3- Apertura a los nuevos tiempos
Amplias capas de la sociedad reconocen la entrega por transformar y afianzar Gipuzkoa con apertura a los nuevos tiempos, con vocación y un sentido fuerte de las tareas comunes. Ese reconocimiento a una sociedad activa y abierta al cambio, por su continua adaptación y hacerse cargo de sus retos y dilemas, se detecta en valoraciones positivas a unos altos niveles de bienestar, solidaridad y cohesión social, generadora de oportunidades vitales y profesionales. También se divisa que en esas experiencias hay certezas que pueden orientar y proveer de sentido nuestra acción práctica.
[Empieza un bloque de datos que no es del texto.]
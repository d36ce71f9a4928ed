//! Field rule types for document schemas.

/// Value shape of a document field.
#[derive(Clone, Copy, Debug, PartialEq, Eq)]
pub enum FieldKind {
    Text,
    /// Text restricted to a fixed set of values.
    Enum(&'static [&'static str]),
    Number,
    Integer,
    Timestamp,
    TextArray,
    Uuid,
}

impl FieldKind {
    pub fn name(&self) -> &'static str {
        match self {
            FieldKind::Text | FieldKind::Enum(_) => "String",
            FieldKind::Number | FieldKind::Integer => "Number",
            FieldKind::Timestamp => "Date",
            FieldKind::TextArray => "[String]",
            FieldKind::Uuid => "Id",
        }
    }
}

/// Value used when a new document omits the field.
#[derive(Clone, Copy, Debug, PartialEq, Eq)]
pub enum FieldDefault {
    Integer(i64),
    EmptyArray,
    /// Insertion time.
    Now,
}

#[derive(Clone, Copy, Debug)]
pub struct FieldRule {
    pub name: &'static str,
    pub kind: FieldKind,
    /// Message reported when the field is missing, null or an empty string.
    pub required: Option<&'static str>,
    pub trim: bool,
    pub min_length: Option<usize>,
    pub max_length: Option<usize>,
    pub minimum: Option<f64>,
    pub maximum: Option<f64>,
    pub default: Option<FieldDefault>,
    /// Left out of default read projections.
    pub hidden: bool,
}

impl FieldRule {
    pub const fn new(name: &'static str, kind: FieldKind) -> Self {
        FieldRule {
            name,
            kind,
            required: None,
            trim: false,
            min_length: None,
            max_length: None,
            minimum: None,
            maximum: None,
            default: None,
            hidden: false,
        }
    }

    pub const fn required(self, message: &'static str) -> Self {
        FieldRule {
            required: Some(message),
            ..self
        }
    }

    pub const fn trim(self) -> Self {
        FieldRule { trim: true, ..self }
    }

    pub const fn length(self, min: usize, max: usize) -> Self {
        FieldRule {
            min_length: Some(min),
            max_length: Some(max),
            ..self
        }
    }

    pub const fn range(self, min: f64, max: f64) -> Self {
        FieldRule {
            minimum: Some(min),
            maximum: Some(max),
            ..self
        }
    }

    pub const fn default_value(self, default: FieldDefault) -> Self {
        FieldRule {
            default: Some(default),
            ..self
        }
    }

    pub const fn hidden(self) -> Self {
        FieldRule { hidden: true, ..self }
    }
}

/// A named set of field rules. Keys outside the set are dropped on write.
#[derive(Debug)]
pub struct Schema {
    pub model: &'static str,
    pub fields: &'static [FieldRule],
    /// Keys maintained by the store or derived on write; client values are ignored.
    pub read_only: &'static [&'static str],
}

impl Schema {
    pub fn field(&self, name: &str) -> Option<&FieldRule> {
        self.fields.iter().find(|f| f.name == name)
    }

    pub fn is_read_only(&self, name: &str) -> bool {
        self.read_only.contains(&name)
    }

    pub fn hidden_fields(&self) -> Vec<&'static str> {
        self.fields.iter().filter(|f| f.hidden).map(|f| f.name).collect()
    }
}
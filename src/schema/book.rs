//! The book document schema.

use crate::schema::types::{FieldDefault, FieldKind, FieldRule, Schema};

pub const ID_FIELD: &str = "id";
pub const CREATED_AT_FIELD: &str = "createdAt";
/// Internal version key; hidden from list responses unless projected.
pub const VERSION_FIELD: &str = "__v";
pub const NAME_FIELD: &str = "name";
pub const SLUG_FIELD: &str = "slug";

pub const DEPARTMENTS: &[&str] = &["Computer Science", "Marketing", "Accounting", "Managment"];

const FIELDS: &[FieldRule] = &[
    FieldRule::new(NAME_FIELD, FieldKind::Text)
        .required("A book must have a name")
        .trim()
        .length(2, 40),
    FieldRule::new(SLUG_FIELD, FieldKind::Text),
    FieldRule::new("department", FieldKind::Enum(DEPARTMENTS)).required("A book must have a department"),
    // Stored as a number, so the bound applies to the value, not the digit count.
    FieldRule::new("ISBN", FieldKind::Number).range(8.0, 15.0),
    FieldRule::new("quantity", FieldKind::Integer).default_value(FieldDefault::Integer(1)),
    FieldRule::new("edition", FieldKind::Integer).default_value(FieldDefault::Integer(1)),
    FieldRule::new("summary", FieldKind::Text)
        .required("A book must have a description")
        .trim(),
    FieldRule::new("author", FieldKind::Text).trim(),
    FieldRule::new("imageCover", FieldKind::Text),
    FieldRule::new("images", FieldKind::TextArray).default_value(FieldDefault::EmptyArray),
    FieldRule::new("year", FieldKind::Timestamp)
        .default_value(FieldDefault::Now)
        .hidden(),
];

pub static BOOK_SCHEMA: Schema = Schema {
    model: "Book",
    fields: FIELDS,
    read_only: &[ID_FIELD, CREATED_AT_FIELD, VERSION_FIELD, SLUG_FIELD],
};

/// Kind used to cast a query-string value for `field`. `None` for keys the schema does not know.
pub fn filter_kind(field: &str) -> Option<FieldKind> {
    match field {
        ID_FIELD => Some(FieldKind::Uuid),
        CREATED_AT_FIELD => Some(FieldKind::Timestamp),
        VERSION_FIELD => Some(FieldKind::Integer),
        _ => BOOK_SCHEMA.field(field).map(|f| f.kind),
    }
}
A esa capacidad histórica de hacerse a sí misma se une un sentimiento de pertenencia con un anhelo más o menos claro por una sociedad amistosa y unas relaciones de reciprocidad que con sensatez y cordura se deben atender, entender y cuidar. No obstante, muchos perciben un hiato entre declaraciones de valor y valores vividos. Hay también una divergencia muy reveladora entre mejora de las condiciones de vida y su consideración subjetiva.
Síntomas adicionales son un mayor recelo hacia el prójimo y una mayor prudencia declarada en las relaciones sociales cotidianas. Cabe otorgar verosimilitud a la hipótesis de que las tendencias globales pueden estar abriendo grietas en la escala local y cotidiana, al menos en una parte -amplia pero concentrada- de la sociedad.
Una cuestión no menor es la consolidación de una sociedad más plural y heterogénea en sus costumbres, preferencias, actitudes y valores, en parte atomizada y fragmentada, en parte cooperativa y responsable, con indicios de sospecha y desasosiego, y que está transformando y modelando nuestras formas de valorar, sentir y vivir los asuntos comunes y los sentidos de lo justo y lo bueno. Observamos fuertes similitudes pero también algunos rasgos distintivos respecto a otras sociedades europeas, pero con un sentido y significado renovado de los fines que se buscan, que reabre, una vez más, la cuestión de lo que nos vincula y cohesiona.